If that’s the case, we find ourselves asking whether or not the average student could get off with such a light sentence for hitting two people with a car.
Call us cynical, but is it really that far-fetched to think Jackson might be being afforded special treatment because he plays basketball for Murray State?
If, say, a student ran over two people with a car and he or she didn’t play basketball, would they get off with two “wanton endangerment” charges, rather than the assault charges initially leveled at Jackson?
Walmart released security camera footage of the incident that is now available for viewing online.
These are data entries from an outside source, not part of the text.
use std::fmt::Write as _;
use std::fs;
use std::path::{Path, PathBuf};

use indexmap::IndexMap;
use log::{debug, info, warn};
use regex::Regex;
use serde::Serialize;

use super::collectors::{collect_test, TestSpec, BASELINE_TESTS, EXTRA_TESTS};
use super::host;
use super::model::{BuildInfo, OpLabels, TestResult, TestStatus, TestSuiteRun};
use crate::error::Result;

pub const BASELINE_RESULTS_FILE: &str = "baseline-results.txt";
pub const EXTRA_RESULTS_FILE: &str = "extra-results.txt";
pub const RESULTS_JSON_FILE: &str = "results.json";

const AVERAGED_PREFIXES: [&str; 3] = ["Design", "Check", "Build"];

#[derive(Debug, Default, Clone)]
pub struct GatherOptions {
    pub label: Option<String>,
    pub revision: Option<u64>,
    pub version: Option<String>,
}

#[derive(Debug)]
pub struct GatherOutput {
    pub suite: TestSuiteRun,
    pub files: Vec<PathBuf>,
}

lazy_static::lazy_static! {
    static ref BUILD_NAME: Regex =
        Regex::new(r"r([0-9]+).*?v([0-9.]+)").expect("build regex is valid");
}

/// Revision and version encoded in a run folder or report file name,
/// e.g. `r51234_v4.2.1`.
pub fn build_info_from_name(name: &str) -> Option<BuildInfo> {
    let captures = BUILD_NAME.captures(name)?;
    let revision = captures.get(1)?.as_str().parse().ok()?;
    let version = captures.get(2)?.as_str().trim_end_matches('.').to_string();

    Some(BuildInfo {
        revision,
        version_short: version.clone(),
        version_long: version,
    })
}

fn resolve_build_info(base_path: &Path, options: &GatherOptions) -> BuildInfo {
    let folder_name = base_path
        .canonicalize()
        .ok()
        .and_then(|p| p.file_name().map(|n| n.to_string_lossy().into_owned()))
        .unwrap_or_default();

    let mut build = build_info_from_name(&folder_name).unwrap_or_default();
    if let Some(revision) = options.revision {
        build.revision = revision;
    }
    if let Some(version) = &options.version {
        build.version_short.clone_from(version);
        build.version_long.clone_from(version);
    }
    build
}

/// Mean of `<prefix><n>` operations with `n != 1`; the first run is a warm-up.
pub fn average_excluding_first(result: &TestResult, prefix: &str) -> Option<f64> {
    let values: Vec<f64> = result
        .operations
        .values()
        .filter(|op| {
            op.label
                .strip_prefix(prefix)
                .and_then(|n| n.parse::<u32>().ok())
                .is_some_and(|n| n != 1)
        })
        .map(|op| op.value)
        .collect();

    if values.is_empty() {
        return None;
    }

    #[allow(clippy::cast_precision_loss)]
    let avg = values.iter().sum::<f64>() / values.len() as f64;
    Some(avg)
}

fn compute_averages(result: &TestResult) -> IndexMap<String, f64> {
    AVERAGED_PREFIXES
        .iter()
        .filter_map(|prefix| {
            average_excluding_first(result, prefix).map(|avg| (format!("{prefix}Average"), avg))
        })
        .collect()
}

fn collect_catalog(base_path: &Path, catalog: &[TestSpec]) -> Vec<TestResult> {
    catalog
        .iter()
        .filter_map(|spec| collect_test(spec, base_path))
        .map(|mut result| {
            for op in result.operations.values() {
                debug!(
                    "{} {} = {} ({})",
                    result.test_label,
                    op.label,
                    op.value,
                    op.source_line.as_deref().unwrap_or_default()
                );
            }
            result.averages = compute_averages(&result);
            result
        })
        .collect()
}

/// Suite start is the earliest child start, its end the latest child end.
pub fn assemble_suite(
    label: String,
    build_tested: BuildInfo,
    test_results: Vec<TestResult>,
) -> TestSuiteRun {
    let start = test_results.iter().filter_map(|r| r.start_date_time).min();
    let end = test_results.iter().filter_map(TestResult::end_date_time).max();

    let duration_ms = match (start, end) {
        (Some(start), Some(end)) => u64::try_from((end - start).num_milliseconds()).unwrap_or(0),
        _ => 0,
    };

    TestSuiteRun {
        label,
        machine: host::detect(),
        build_tested,
        start_date_time: start,
        duration_ms,
        test_results,
    }
}

/// Positional dump: one value per line, blank line between tests.
pub fn render_text(results: &[TestResult]) -> String {
    let mut out = String::new();

    for result in results {
        if result.status == TestStatus::Failed {
            continue;
        }

        let leading = OpLabels::LEADING
            .iter()
            .filter_map(|label| result.operation(label));
        let runs = result
            .operations
            .values()
            .filter(|op| !OpLabels::is_well_known(&op.label));
        let trailing = OpLabels::TRAILING
            .iter()
            .filter_map(|label| result.operation(label));

        for op in leading.chain(runs).chain(trailing) {
            let _ = writeln!(out, "{:.3}", op.display_value());
        }
        out.push('\n');
    }

    out
}

/// JSON with the 3-space indent the historical reports use.
pub fn to_json_string<T: Serialize>(value: &T) -> Result<String> {
    let mut buffer = Vec::new();
    let formatter = serde_json::ser::PrettyFormatter::with_indent(b"   ");
    let mut serializer = serde_json::Serializer::with_formatter(&mut buffer, formatter);
    value.serialize(&mut serializer)?;
    Ok(String::from_utf8_lossy(&buffer).into_owned())
}

pub fn gather(base_path: &Path, options: &GatherOptions) -> Result<GatherOutput> {
    info!("Gathering performance data in {}", base_path.display());

    let baseline = collect_catalog(base_path, &BASELINE_TESTS);
    let extra = collect_catalog(base_path, &EXTRA_TESTS);

    for failed in baseline
        .iter()
        .chain(extra.iter())
        .filter(|r| r.status == TestStatus::Failed)
    {
        warn!(
            "{} left out of the text report: {}",
            failed.test_label,
            failed.error.as_deref().unwrap_or("unknown error")
        );
    }

    let baseline_path = base_path.join(BASELINE_RESULTS_FILE);
    fs::write(&baseline_path, render_text(&baseline))?;

    let extra_path = base_path.join(EXTRA_RESULTS_FILE);
    fs::write(&extra_path, render_text(&extra))?;

    let label = options.label.clone().unwrap_or_else(|| {
        base_path
            .canonicalize()
            .ok()
            .and_then(|p| p.file_name().map(|n| n.to_string_lossy().into_owned()))
            .unwrap_or_else(|| "test-suite".to_string())
    });
    let build = resolve_build_info(base_path, options);

    let mut all_results = baseline;
    all_results.extend(extra);
    let suite = assemble_suite(label, build, all_results);

    let json_path = base_path.join(RESULTS_JSON_FILE);
    fs::write(&json_path, to_json_string(&suite)?)?;

    info!(
        "Collected {} tests into {}",
        suite.test_results.len(),
        json_path.display()
    );

    Ok(GatherOutput {
        suite,
        files: vec![baseline_path, extra_path, json_path],
    })
}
Putting aside the issue of special treatment for just a moment, we want everyone to take the time to watch what happened on Sept. 9.
While we may never know what was said between Jackson and the victims, the initial assault charges levied against him seem all the more reasonable after viewing the video.
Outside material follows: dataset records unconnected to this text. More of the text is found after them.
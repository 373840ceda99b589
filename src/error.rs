use std::path::PathBuf;

use thiserror::Error;

#[derive(Error, Debug)]
pub enum WorkbenchError {
    #[error("API request failed: {0}")]
    Api(String),

    #[error("Invalid configuration: {0}")]
    Config(String),

    #[error("Network error: {0}")]
    Network(#[from] reqwest::Error),

    #[error("JSON serialization error: {0}")]
    Json(#[from] serde_json::Error),

    #[error("CSV error: {0}")]
    Csv(#[from] csv::Error),

    #[error("XML error in {}: {message}", path.display())]
    Xml { path: PathBuf, message: String },

    #[error("IO error: {0}")]
    Io(#[from] std::io::Error),

    #[error("Could not parse {what} from line '{line}'")]
    Parse { what: &'static str, line: String },

    #[error("Expected line {index} containing '{needle}' in {}", path.display())]
    MissingLine {
        path: PathBuf,
        needle: String,
        index: usize,
    },

    #[error("BOQ line {line_number}: {reason}")]
    Boq { line_number: usize, reason: String },

    #[error("Archiver failed for {}: {reason}", source_dir.display())]
    Archive { source_dir: PathBuf, reason: String },
}

pub type Result<T> = std::result::Result<T, WorkbenchError>;
//! TOML configuration adapter

use hacfg_core::config::Configuration;
use hacfg_core::error::{Error, Result};

/// TOML configuration adapter
pub struct TomlAdapter;

impl TomlAdapter {
    pub fn parse(input: &str) -> Result<Configuration> {
        toml::from_str(input).map_err(|e| Error::Serialize(e.to_string()))
    }

    pub fn serialize(config: &Configuration) -> Result<String> {
        toml::to_string_pretty(config).map_err(|e| Error::Serialize(e.to_string()))
    }
}

#[cfg(test)]
mod tests {
    use super::*;
    use crate::load;

    #[test]
    fn test_toml_roundtrip() {
        let config = load("global\n    maxconn 100\nuserlist admins\n    user bob password $6$x groups ops\n").unwrap();
        let text = TomlAdapter::serialize(&config).unwrap();
        assert!(text.contains("[[userlists]]"));
        assert_eq!(TomlAdapter::parse(&text).unwrap(), config);
    }
}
Beyond that, if Jackson is allowed to continue playing basketball on behalf of our University, what kind of message is that sending to the wider area about Murray State?
Just last year our basketball team garnered national attention for our underdog status in the NCAA tournament and an undefeated streak.
Is this the kind of attention we want to be drawing in at this juncture in Murray State’s history?
Is that the kind of representation that Murray State needs at the NCAA tournament, or even in the Ohio Valley Conference? Is it the kind of representation that we as students need?
Justice is supposed to mean every person – white or black, man or woman, Christian or atheist, gay or straight, old or young, rich or poor – is treated the same in the eyes of the law.
No one should be given special treatment for any reason, and in our case, we just want to be sure that we aren’t obstructing justice for the love of a game. We love basketball just as much as anyone, but justice should come first.
The staff editorial is the majority opinion of the editorial board of The Murray State News.